Frequently Asked Questions

Can I make this pie ahead of time?
Yes! You can prepare the pie and store it in the refrigerator unbaked for up to a day. Just bake it fresh when you’re ready to serve.
Can I freeze this pie?
Indeed, you can freeze the baked pie. Let it cool completely, wrap it tightly in foil, and freeze for up to a month. Reheat it in the oven before serving.
What if I don’t have fresh herbs?
In a pinch, you can use dried herbs, but reduce the quantity by about half since they’re more concentrated.

Italian Herb & Ricotta Easter Pie Recipe Walkthrough

Start by preheating your oven to 375°F. This gives you enough time to prepare the filling without rushing.

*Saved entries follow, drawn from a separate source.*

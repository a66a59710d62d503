// src/lib.rs

//! Quinta: storefront and back-office core for a poultry-supply business.
//!
//! The crate keeps a handful of ordered collections (products, employees,
//! system users, ledger transactions, current accounts and two category
//! lists) in one `AppState`, and offers:
//!  - A catalog with search, low-stock and backorder views.
//!  - Session carts and a checkout that turns a cart into an invoice, a
//!    ledger entry and a stock decrement.
//!  - HR records with payroll paid through the ledger.
//!  - A category cascade that keeps records consistent with their labels.
//!  - Snapshot persistence of every collection into a key-value store, with
//!    migration of the legacy unversioned layout.
//!  - An advisory chat client for a generative text service.

pub mod accounts;
pub mod advisor;
pub mod cart;
pub mod catalog;
pub mod categories;
pub mod checkout;
pub mod config;
pub mod confirm;
pub mod employees;
pub mod error;
mod ids;
pub mod ledger;
pub mod models;
pub mod money;
pub mod persistence;
pub mod seed;
pub mod shared;
pub mod state;
pub mod storage;
pub mod storefront;
pub mod users;

// --- Re-exports for the Public API ---

pub use crate::accounts::{AccountBook, AccountsSummary};
pub use crate::advisor::{advise_or_fallback, Advisor, AdvisorSettings, GenerativeAdvisor, OfflineAdvisor};
pub use crate::cart::{Cart, CartKind};
pub use crate::catalog::{Catalog, ALL_CATEGORIES};
pub use crate::categories::{CascadeReport, CategoryBook, CategoryKind};
pub use crate::config::{StockPolicy, StorefrontConfig, DEFAULT_NAMESPACE};
pub use crate::confirm::{Confirm, Removal};
pub use crate::employees::Roster;
pub use crate::error::{QuintaError, QuintaResult};
pub use crate::ledger::{CategoryTotal, Ledger, LedgerSummary};
pub use crate::money::format_kz;
pub use crate::persistence::Collection;
pub use crate::shared::SharedStorefront;
pub use crate::state::AppState;
pub use crate::storage::{JsonFileStore, KeyValueStore, MemoryStore};
pub use crate::storefront::{Dashboard, Storefront};
pub use crate::users::UserDirectory;
// quinta_server/src/web/handlers/cart_handlers.rs

//! Cart routes. The same handlers serve `/cart` (storefront) and `/pos`
//! (point of sale); the scope registers which `CartKind` applies.

use actix_web::{web, HttpResponse};
use quinta::models::Permission;
use quinta::{Cart, CartKind};
use serde::Deserialize;
use serde_json::{json, Value};
use tracing::{info, instrument};

use crate::errors::AppError;
use crate::state::AppState;
use crate::web::extractors::{ActingUser, SessionId};

// --- Request DTOs ---
#[derive(Deserialize, Debug)]
#[serde(rename_all = "camelCase")]
pub struct AddToCartRequestPayload {
  pub product_id: u64,
}

#[derive(Deserialize, Debug)]
pub struct UpdateQuantityPayload {
  pub delta: i64,
}

fn cart_json(cart: &Cart) -> Value {
  json!({
      "items": cart.lines(),
      "itemCount": cart.item_count(),
      "totalCents": cart.total_cents(),
  })
}

/// The till is a back-office surface and needs the `caixa` permission.
fn authorize(app_state: &AppState, kind: CartKind, acting: Option<ActingUser>) -> Result<(), AppError> {
  match kind {
    CartKind::Storefront => Ok(()),
    CartKind::PointOfSale => acting
      .ok_or_else(|| AppError::Auth("The point of sale requires an X-Acting-User header.".to_string()))?
      .require(app_state, Permission::Caixa),
  }
}

// --- Handler Implementation ---

#[instrument(name = "handler::get_cart", skip(app_state, kind, acting), fields(session = %session.0, kind = %kind.get_ref()))]
pub async fn get_cart_handler(
  app_state: web::Data<AppState>,
  kind: web::Data<CartKind>,
  session: SessionId,
  acting: Option<ActingUser>,
) -> Result<HttpResponse, AppError> {
  authorize(&app_state, **kind, acting)?;
  let cart = app_state.sessions.with_cart(session.0, **kind, |cart| cart_json(cart))?;
  Ok(HttpResponse::Ok().json(json!({ "message": "Cart fetched.", "cart": cart })))
}

#[instrument(
    name = "handler::add_to_cart",
    skip(app_state, kind, acting, req_payload),
    fields(session = %session.0, product_id = req_payload.product_id)
)]
pub async fn add_to_cart_handler(
  app_state: web::Data<AppState>,
  kind: web::Data<CartKind>,
  session: SessionId,
  acting: Option<ActingUser>,
  req_payload: web::Json<AddToCartRequestPayload>,
) -> Result<HttpResponse, AppError> {
  authorize(&app_state, **kind, acting)?;
  let storefront = app_state.storefront.read();
  let cart = app_state.sessions.with_cart(session.0, **kind, |cart| {
    storefront.add_to_cart(cart, req_payload.product_id)?;
    Ok::<_, AppError>(cart_json(cart))
  })??;
  info!("Product added to cart.");
  Ok(HttpResponse::Ok().json(json!({ "message": "Product added to cart.", "cart": cart })))
}

#[instrument(name = "handler::update_cart_quantity", skip(app_state, kind, acting, path, payload), fields(session = %session.0))]
pub async fn update_quantity_handler(
  app_state: web::Data<AppState>,
  kind: web::Data<CartKind>,
  session: SessionId,
  acting: Option<ActingUser>,
  path: web::Path<u64>,
  payload: web::Json<UpdateQuantityPayload>,
) -> Result<HttpResponse, AppError> {
  authorize(&app_state, **kind, acting)?;
  let product_id = path.into_inner();
  let cart = app_state.sessions.with_cart(session.0, **kind, |cart| {
    cart
      .update_quantity(product_id, payload.delta)
      .map(|_| ())
      .map(|()| cart_json(cart))
      .ok_or_else(|| AppError::NotFound(format!("Product {} is not in the cart.", product_id)))
  })??;
  Ok(HttpResponse::Ok().json(json!({ "message": "Quantity updated.", "cart": cart })))
}

#[instrument(name = "handler::remove_from_cart", skip(app_state, kind, acting, path), fields(session = %session.0))]
pub async fn remove_from_cart_handler(
  app_state: web::Data<AppState>,
  kind: web::Data<CartKind>,
  session: SessionId,
  acting: Option<ActingUser>,
  path: web::Path<u64>,
) -> Result<HttpResponse, AppError> {
  authorize(&app_state, **kind, acting)?;
  let product_id = path.into_inner();
  let cart = app_state.sessions.with_cart(session.0, **kind, |cart| {
    cart.remove(product_id);
    cart_json(cart)
  })?;
  Ok(HttpResponse::Ok().json(json!({ "message": "Line removed.", "cart": cart })))
}

#[instrument(name = "handler::clear_cart", skip(app_state, kind, acting), fields(session = %session.0))]
pub async fn clear_cart_handler(
  app_state: web::Data<AppState>,
  kind: web::Data<CartKind>,
  session: SessionId,
  acting: Option<ActingUser>,
) -> Result<HttpResponse, AppError> {
  authorize(&app_state, **kind, acting)?;
  let cart = app_state.sessions.with_cart(session.0, **kind, |cart| {
    cart.clear();
    cart_json(cart)
  })?;
  Ok(HttpResponse::Ok().json(json!({ "message": "Cart cleared.", "cart": cart })))
}

/// Settles the session cart. The point of sale empties its cart after a
/// successful sale.
#[instrument(name = "handler::checkout", skip(app_state, kind, acting), fields(session = %session.0, kind = %kind.get_ref()))]
pub async fn checkout_handler(
  app_state: web::Data<AppState>,
  kind: web::Data<CartKind>,
  session: SessionId,
  acting: Option<ActingUser>,
) -> Result<HttpResponse, AppError> {
  authorize(&app_state, **kind, acting)?;
  let kind = **kind;
  let invoice = {
    let mut storefront = app_state.storefront.write();
    app_state.sessions.with_cart(session.0, kind, |cart| {
      let invoice = storefront.checkout(cart, kind)?;
      if kind == CartKind::PointOfSale && invoice.is_some() {
        cart.clear();
      }
      Ok::<_, AppError>(invoice)
    })??
  };

  match invoice {
    Some(invoice) => {
      info!(invoice_id = invoice.id, total_cents = invoice.total_cents, "Sale completed.");
      Ok(HttpResponse::Created().json(json!({
          "message": "Checkout completed.",
          "invoice": invoice
      })))
    }
    None => Ok(HttpResponse::Ok().json(json!({
        "message": "Cart is empty; nothing to check out.",
        "invoice": null
    }))),
  }
}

Grab a skillet, heat up the olive oil over medium heat, and toss in the onion and garlic. Sauté them until they become translucent, which usually takes about 5 minutes. The aroma will let you know when they’re ready.

Next, add the spinach to the skillet. It might look like a lot at first, but it will quickly wilt down to a manageable amount. Stir it occasionally to ensure even cooking. Once wilted, remove the skillet from the heat and let it cool slightly.

Meanwhile, in a large bowl, mix together the ricotta, Parmesan, eggs, basil, parsley, salt, black pepper, and nutmeg. Make sure everything is well combined, forming a creamy, well-seasoned mixture. Once your spinach mixture is cool enough, fold it into the ricotta filling.

Roll out one of the pie crusts and fit it into a 9-inch pie pan. Spoon the filling into the crust, spreading it out evenly. Place the second crust on top, sealing the edges by crimping or pressing with a fork. Don’t forget to cut a few slits on the top crust for steam to escape during baking.

Place your pie in the preheated oven and bake for about 45 minutes, or until the crust is golden brown. When done, let it cool slightly before slicing and serving. This helps the filling set a bit, making it easier to cut clean slices.

Why You'll Love This Recipe

  • Rich, savory filling packed with fresh herbs.
  • Simple to prepare, yet impressive enough for special occasions.
  • A great way to use up fresh spinach and herbs.
  • Perfect for brunch or as a vegetarian main dish.

Ingredients

2 tbsp olive oil
1 large onion, diced
2 cloves garlic, minced
4 cups fresh spinach, chopped
1/2 cup fresh basil, chopped
1/4 cup fresh parsley, chopped
1 lb ricotta cheese
1 cup grated Parmesan cheese
3 large eggs
1 tsp salt
1/2 tsp black pepper
1/4 tsp nutmeg
1 package pie crusts (2 crusts)

Step-by-step Instructions

1. Preheat the oven to 375°F.
2. Heat olive oil in a skillet over medium heat and sauté onions and garlic until translucent.
3. Add spinach and cook until wilted, then remove from heat.
4. In a large bowl, combine ricotta, Parmesan, eggs, basil, parsley, salt, pepper, and nutmeg.
5. Stir in the sautéed spinach mixture until well combined.
6. Roll out one pie crust in a 9-inch pie pan and fill with ricotta mixture.
7. Cover with the second pie crust, sealing the edges and cutting slits to allow steam to escape.
8. Bake for 45 minutes until the crust is golden brown.
9. Let the pie cool slightly before serving.